War, Science, and Philosophy in a Fractured World.

The Battle of Lissa, July 20 1866. When ironclads ruled the seas…

with 8 comments

battle_of_lissa.jpg

I am still surprised that many people have no knowledge of or interest in history. World War Two might as well have been in the Dark Ages for many people. I suppose there’s a lot of interesting stuff going on in our lives now with the Internet and cable TV, so history seems dry in comparison. And a lot of history isn’t presented in a particularly interesting way. Still, I think it’s a shame, and a failing of our educational system that a greater appreciation of the depth and breadth of what has gone on before us is not instilled in people. As a victim of the American educational system, I can say unconditionally that the view of history we were taught was extremely limited in its scope. The nineteenth century consisted of Napoleon, Lewis and Clark, and the American Civil War. In the rest of the world…nothing much happened.

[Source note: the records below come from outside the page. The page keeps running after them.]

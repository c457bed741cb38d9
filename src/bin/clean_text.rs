//! clean-text: print text as the synthesizer would receive it with --clean
//!
//! Usage: clean-text "TEXT"

use piper_cli::clean::clean_text;
use std::process;

fn main() {
    let Some(arg) = std::env::args_os().nth(1) else {
        eprintln!("Usage: clean-text \"TEXT\"");
        process::exit(1);
    };

    match arg.into_string() {
        Ok(text) => println!("{}", clean_text(&text)),
        Err(_) => {
            eprintln!("Error: argument is not valid UTF-8");
            process::exit(1);
        }
    }
}
//! Synthesis engine boundary
//!
//! The engine is started once per text unit and then polled for audio chunks
//! until it reports that the run is done. Only one run may be active at a time.

#[cfg(feature = "libpiper")]
pub mod ffi;
#[cfg(feature = "libpiper")]
pub mod piper;

use crate::voice::VoiceFiles;
use crate::Result;
use std::path::Path;

/// Sample rate of every chunk the engine produces
pub const SAMPLE_RATE: u32 = 22050;

/// One buffer of mono 32-bit float samples
///
/// Borrowed from the engine; valid until the next poll.
#[derive(Debug, Clone, Copy)]
pub struct AudioChunk<'a> {
    pub samples: &'a [f32],
    pub sample_rate: u32,
}

/// Per-run synthesis options
#[derive(Debug, Clone, Copy, PartialEq)]
pub struct SynthesisOptions {
    /// Speaker index for multi-speaker voices
    pub speaker_id: i32,
    /// Phoneme length multiplier; larger is slower speech
    pub length_scale: f32,
    /// Generator noise
    pub noise_scale: f32,
    /// Phoneme width noise
    pub noise_w_scale: f32,
}

impl Default for SynthesisOptions {
    fn default() -> Self {
        Self {
            speaker_id: 0,
            length_scale: 1.0,
            noise_scale: 0.667,
            noise_w_scale: 0.8,
        }
    }
}

/// User overrides applied on top of the voice's default options
#[derive(Debug, Clone, Copy, Default, PartialEq)]
pub struct OptionOverrides {
    pub speaker_id: Option<i32>,
    pub length_scale: Option<f32>,
    pub noise_scale: Option<f32>,
    pub noise_w_scale: Option<f32>,
}

impl OptionOverrides {
    /// Replace every default that has an override
    pub fn apply(&self, defaults: SynthesisOptions) -> SynthesisOptions {
        SynthesisOptions {
            speaker_id: self.speaker_id.unwrap_or(defaults.speaker_id),
            length_scale: self.length_scale.unwrap_or(defaults.length_scale),
            noise_scale: self.noise_scale.unwrap_or(defaults.noise_scale),
            noise_w_scale: self.noise_w_scale.unwrap_or(defaults.noise_w_scale),
        }
    }
}

/// Speech synthesizer driven one run at a time
///
/// `start` begins a run for a piece of text; `next_chunk` then yields audio
/// until it returns `None`. Starting a new run before the previous one is
/// exhausted is not allowed.
pub trait Synthesizer {
    /// Options the loaded voice uses when nothing is overridden
    fn default_options(&self) -> SynthesisOptions;

    /// Begin synthesizing `text`
    fn start(&mut self, text: &str, options: &SynthesisOptions) -> Result<()>;

    /// Next chunk of the current run, or `None` when the run is done
    fn next_chunk(&mut self) -> Result<Option<AudioChunk<'_>>>;
}

/// Create the synthesizer for a voice
#[cfg(feature = "libpiper")]
pub fn create(voice: &VoiceFiles, espeak_data: &Path) -> Result<Box<dyn Synthesizer>> {
    let synth = piper::PiperSynthesizer::new(&voice.model, &voice.config, espeak_data)?;
    Ok(Box::new(synth))
}

/// Create the synthesizer for a voice
#[cfg(not(feature = "libpiper"))]
pub fn create(voice: &VoiceFiles, espeak_data: &Path) -> Result<Box<dyn Synthesizer>> {
    log::debug!(
        "Cannot load {} with {}: built without libpiper",
        voice.model.display(),
        espeak_data.display()
    );
    Err(crate::PiperError::EngineInit(
        "this binary was built without synthesis support; rebuild with --features libpiper"
            .to_string(),
    ))
}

So of I’ll start this little side trip down history lane with the American Civil War, a familiar jump off point. During this war there was a famous sea battle, the Monitor vs the Merrimac. (The Merrimac was this ship’s original name, it was rechristened the CSS Virginia at the time of the battle.) These were some of the world’s first armoured warships, and this was the first time armoured warships had met in battle. The battle tactically was a draw, neither ship was able to seriously damage the other. The Confederates needed a win a lot more than the Union, so in effect this was a Union victory, it proved they had a weapon that could protect the obsolete Union wooden warships that were blockading the Confederacy’s ports.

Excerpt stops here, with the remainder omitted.